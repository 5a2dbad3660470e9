pub mod client;
pub mod long_text;

pub use client::{parse_google_response, TranslationClient};
pub use long_text::LongTextHandler;

use crate::utils::Result;
use serde::{Deserialize, Serialize};
use std::future::Future;

/// Converts text between two languages.
pub trait Translator: Send + Sync {
    fn translate(
        &self,
        text: &str,
        source_lang: &str,
        target_lang: &str,
    ) -> impl Future<Output = Result<String>> + Send;
}

/// What the pipeline actually worked with: a real translation, or the
/// original text standing in for one after the service failed.
#[derive(Debug, Clone, PartialEq, Eq, Serialize, Deserialize)]
#[serde(tag = "status", rename_all = "snake_case")]
pub enum TranslationOutcome {
    Translated { text: String },
    Fallback { text: String, reason: String },
}

impl TranslationOutcome {
    pub fn text(&self) -> &str {
        match self {
            TranslationOutcome::Translated { text } => text,
            TranslationOutcome::Fallback { text, .. } => text,
        }
    }

    pub fn is_fallback(&self) -> bool {
        matches!(self, TranslationOutcome::Fallback { .. })
    }

    pub fn fallback_reason(&self) -> Option<&str> {
        match self {
            TranslationOutcome::Fallback { reason, .. } => Some(reason),
            TranslationOutcome::Translated { .. } => None,
        }
    }
}

/// Translates `text`, or hands it back untouched with the failure reason.
pub async fn translate_or_fallback<T: Translator>(
    translator: &T,
    text: &str,
    source_lang: &str,
    target_lang: &str,
) -> TranslationOutcome {
    match translator.translate(text, source_lang, target_lang).await {
        Ok(translated) => TranslationOutcome::Translated { text: translated },
        Err(e) => {
            tracing::warn!(
                error = %e,
                source_lang = source_lang,
                target_lang = target_lang,
                "Translation failed, continuing with original text"
            );
            TranslationOutcome::Fallback {
                text: text.to_string(),
                reason: e.to_string(),
            }
        }
    }
}
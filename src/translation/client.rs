use crate::translation::long_text::LongTextHandler;
use crate::translation::Translator;
use crate::utils::{AnalyzerError, Result, TranslationConfig, TranslationProvider};
use reqwest::Client;
use serde::{Deserialize, Serialize};
use serde_json::Value as JsonValue;
use std::time::Duration;

/// HTTP translation client, built once at startup and shared by every
/// analysis.
pub struct TranslationClient {
    client: Client,
    config: TranslationConfig,
    long_text: LongTextHandler,
}

#[derive(Debug, Serialize)]
struct LibreRequest<'a> {
    q: &'a str,
    source: &'a str,
    target: &'a str,
    format: &'static str,
    #[serde(skip_serializing_if = "Option::is_none")]
    api_key: Option<&'a str>,
}

#[derive(Debug, Deserialize)]
struct LibreResponse {
    #[serde(rename = "translatedText")]
    translated_text: String,
}

impl TranslationClient {
    pub fn new(config: TranslationConfig) -> Result<Self> {
        let client = Client::builder()
            .timeout(Duration::from_secs(config.timeout_seconds))
            .build()?;

        Ok(Self {
            client,
            long_text: LongTextHandler::new(config.max_chunk_chars),
            config,
        })
    }

    async fn translate_chunk(&self, text: &str, source_lang: &str, target_lang: &str) -> Result<String> {
        match self.config.provider {
            TranslationProvider::Google => self.call_google(text, source_lang, target_lang).await,
            TranslationProvider::Libre => self.call_libre(text, source_lang, target_lang).await,
        }
    }

    async fn call_google(&self, text: &str, source_lang: &str, target_lang: &str) -> Result<String> {
        let response = self
            .client
            .get(&self.config.endpoint)
            .query(&[
                ("client", "gtx"),
                ("sl", source_lang),
                ("tl", target_lang),
                ("dt", "t"),
                ("q", text),
            ])
            .send()
            .await?;

        if !response.status().is_success() {
            let status = response.status();
            let body = response.text().await.unwrap_or_default();
            return Err(AnalyzerError::ApiError(format!(
                "API returned {}: {}",
                status, body
            )));
        }

        let body: JsonValue = response.json().await?;
        parse_google_response(&body)
    }

    async fn call_libre(&self, text: &str, source_lang: &str, target_lang: &str) -> Result<String> {
        let request = LibreRequest {
            q: text,
            source: source_lang,
            target: target_lang,
            format: "text",
            api_key: self.config.api_key.as_deref(),
        };

        let response = self
            .client
            .post(&self.config.endpoint)
            .header("Content-Type", "application/json")
            .json(&request)
            .send()
            .await?;

        if !response.status().is_success() {
            let status = response.status();
            let body = response.text().await.unwrap_or_default();
            return Err(AnalyzerError::ApiError(format!(
                "API returned {}: {}",
                status, body
            )));
        }

        let api_response: LibreResponse = response.json().await?;
        Ok(api_response.translated_text)
    }
}

impl Translator for TranslationClient {
    async fn translate(&self, text: &str, source_lang: &str, target_lang: &str) -> Result<String> {
        self.long_text
            .translate_with(text, |chunk| self.translate_chunk(chunk, source_lang, target_lang))
            .await
    }
}

/// The web endpoint answers with nested arrays; the first element holds one
/// `[translated, original, ...]` entry per sentence.
pub fn parse_google_response(body: &JsonValue) -> Result<String> {
    let segments = body
        .get(0)
        .and_then(JsonValue::as_array)
        .ok_or_else(|| AnalyzerError::TranslationFailed("No segments in response".to_string()))?;

    let text: String = segments
        .iter()
        .filter_map(|segment| segment.get(0).and_then(JsonValue::as_str))
        .collect();

    if text.trim().is_empty() {
        return Err(AnalyzerError::TranslationFailed(
            "Empty translation in response".to_string(),
        ));
    }

    Ok(text)
}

----

What the exercise asks:
Emit the records above again, exactly, with no line skipped.

Response box:
repository 5a2dbad3660470e9
pub mod client;
pub mod long_text;

pub use client::{parse_google_response, TranslationClient};
pub use long_text::LongTextHandler;

use crate::utils::Result;
use serde::{Deserialize, Serialize};
use std::future::Future;

/// Converts text between two languages.
pub trait Translator: Send + Sync {
    fn translate(
        &self,
        text: &str,
        source_lang: &str,
        target_lang: &str,
    ) -> impl Future<Output = Result<String>> + Send;
}

/// What the pipeline actually worked with: a real translation, or the
/// original text standing in for one after the service failed.
#[derive(Debug, Clone, PartialEq, Eq, Serialize, Deserialize)]
#[serde(tag = "status", rename_all = "snake_case")]
pub enum TranslationOutcome {
    Translated { text: String },
    Fallback { text: String, reason: String },
}

impl TranslationOutcome {
    pub fn text(&self) -> &str {
        match self {
            TranslationOutcome::Translated { text } => text,
            TranslationOutcome::Fallback { text, .. } => text,
        }
    }

    pub fn is_fallback(&self) -> bool {
        matches!(self, TranslationOutcome::Fallback { .. })
    }

    pub fn fallback_reason(&self) -> Option<&str> {
        match self {
            TranslationOutcome::Fallback { reason, .. } => Some(reason),
            TranslationOutcome::Translated { .. } => None,
        }
    }
}

/// Translates `text`, or hands it back untouched with the failure reason.
pub async fn translate_or_fallback<T: Translator>(
    translator: &T,
    text: &str,
    source_lang: &str,
    target_lang: &str,
) -> TranslationOutcome {
    match translator.translate(text, source_lang, target_lang).await {
        Ok(translated) => TranslationOutcome::Translated { text: translated },
        Err(e) => {
            tracing::warn!(
                error = %e,
                source_lang = source_lang,
                target_lang = target_lang,
                "Translation failed, continuing with original text"
            );
            TranslationOutcome::Fallback {
                text: text.to_string(),
                reason: e.to_string(),
            }
        }
    }
}
filename src/translation/client.rs
use crate::translation::long_text::LongTextHandler;
use crate::translation::Translator;
use crate::utils::{AnalyzerError, Result, TranslationConfig, TranslationProvider};
use reqwest::Client;
use serde::{Deserialize, Serialize};
use serde_json::Value as JsonValue;
use std::time::Duration;

/// HTTP translation client, built once at startup and shared by every
/// analysis.
pub struct TranslationClient {
    client: Client,
    config: TranslationConfig,
    long_text: LongTextHandler,
}

#[derive(Debug, Serialize)]
struct LibreRequest<'a> {
    q: &'a str,
    source: &'a str,
    target: &'a str,
    format: &'static str,
    #[serde(skip_serializing_if = "Option::is_none")]
    api_key: Option<&'a str>,
}

#[derive(Debug, Deserialize)]
struct LibreResponse {
    #[serde(rename = "translatedText")]
    translated_text: String,
}

impl TranslationClient {
    pub fn new(config: TranslationConfig) -> Result<Self> {
        let client = Client::builder()
            .timeout(Duration::from_secs(config.timeout_seconds))
            .build()?;

        Ok(Self {
            client,
            long_text: LongTextHandler::new(config.max_chunk_chars),
            config,
        })
    }

    async fn translate_chunk(&self, text: &str, source_lang: &str, target_lang: &str) -> Result<String> {
        match self.config.provider {
            TranslationProvider::Google => self.call_google(text, source_lang, target_lang).await,
            TranslationProvider::Libre => self.call_libre(text, source_lang, target_lang).await,
        }
    }

    async fn call_google(&self, text: &str, source_lang: &str, target_lang: &str) -> Result<String> {
        let response = self
            .client
            .get(&self.config.endpoint)
            .query(&[
                ("client", "gtx"),
                ("sl", source_lang),
                ("tl", target_lang),
                ("dt", "t"),
                ("q", text),
            ])
            .send()
            .await?;

        if !response.status().is_success() {
            let status = response.status();
            let body = response.text().await.unwrap_or_default();
            return Err(AnalyzerError::ApiError(format!(
                "API returned {}: {}",
                status, body
            )));
        }

        let body: JsonValue = response.json().await?;
        parse_google_response(&body)
    }

    async fn call_libre(&self, text: &str, source_lang: &str, target_lang: &str) -> Result<String> {
        let request = LibreRequest {
            q: text,
            source: source_lang,
            target: target_lang,
            format: "text",
            api_key: self.config.api_key.as_deref(),
        };

        let response = self
            .client
            .post(&self.config.endpoint)
            .header("Content-Type", "application/json")
            .json(&request)
            .send()
            .await?;

        if !response.status().is_success() {
            let status = response.status();
            let body = response.text().await.unwrap_or_default();
            return Err(AnalyzerError::ApiError(format!(
                "API returned {}: {}",
                status, body
            )));
        }

        let api_response: LibreResponse = response.json().await?;
        Ok(api_response.translated_text)
    }
}

impl Translator for TranslationClient {
    async fn translate(&self, text: &str, source_lang: &str, target_lang: &str) -> Result<String> {
        self.long_text
            .translate_with(text, |chunk| self.translate_chunk(chunk, source_lang, target_lang))
            .await
    }
}

/// The web endpoint answers with nested arrays; the first element holds one
/// `[translated, original, ...]` entry per sentence.
pub fn parse_google_response(body: &JsonValue) -> Result<String> {
    let segments = body
        .get(0)
        .and_then(JsonValue::as_array)
        .ok_or_else(|| AnalyzerError::TranslationFailed("No segments in response".to_string()))?;

    let text: String = segments
        .iter()
        .filter_map(|segment| segment.get(0).and_then(JsonValue::as_str))
        .collect();

    if text.trim().is_empty() {
        return Err(AnalyzerError::TranslationFailed(
            "Empty translation in response".to_string(),
        ));
    }

    Ok(text)
}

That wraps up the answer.